## [Records for the exercise]
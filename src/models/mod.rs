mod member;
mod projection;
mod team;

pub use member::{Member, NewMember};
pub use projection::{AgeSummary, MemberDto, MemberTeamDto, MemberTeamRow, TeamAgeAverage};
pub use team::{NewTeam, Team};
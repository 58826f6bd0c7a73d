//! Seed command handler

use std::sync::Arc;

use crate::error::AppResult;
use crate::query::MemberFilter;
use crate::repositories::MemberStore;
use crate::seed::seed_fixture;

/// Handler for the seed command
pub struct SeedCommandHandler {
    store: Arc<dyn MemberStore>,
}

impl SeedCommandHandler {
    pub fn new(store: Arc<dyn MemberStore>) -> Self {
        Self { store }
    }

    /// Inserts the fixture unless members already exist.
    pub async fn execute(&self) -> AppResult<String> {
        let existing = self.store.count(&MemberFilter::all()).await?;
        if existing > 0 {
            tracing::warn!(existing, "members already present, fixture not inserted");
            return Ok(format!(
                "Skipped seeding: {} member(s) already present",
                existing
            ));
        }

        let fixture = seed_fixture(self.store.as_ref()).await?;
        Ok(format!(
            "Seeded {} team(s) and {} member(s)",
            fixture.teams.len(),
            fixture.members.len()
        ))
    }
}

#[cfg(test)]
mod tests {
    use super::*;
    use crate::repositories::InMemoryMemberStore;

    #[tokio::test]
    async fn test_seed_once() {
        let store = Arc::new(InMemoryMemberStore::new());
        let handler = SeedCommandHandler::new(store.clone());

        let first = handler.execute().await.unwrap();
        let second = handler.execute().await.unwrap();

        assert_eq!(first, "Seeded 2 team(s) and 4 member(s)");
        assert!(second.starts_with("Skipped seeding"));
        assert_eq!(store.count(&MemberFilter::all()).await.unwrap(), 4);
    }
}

## [What you are asked to do]
Exactly reproduce the lines of the data above that run from the line containing "let handler = SeedCommandHandler::new(store.clone());" through the final one.

## [Task answer]
        let handler = SeedCommandHandler::new(store.clone());

        let first = handler.execute().await.unwrap();
        let second = handler.execute().await.unwrap();

        assert_eq!(first, "Seeded 2 team(s) and 4 member(s)");
        assert!(second.starts_with("Skipped seeding"));
        assert_eq!(store.count(&MemberFilter::all()).await.unwrap(), 4);
    }
}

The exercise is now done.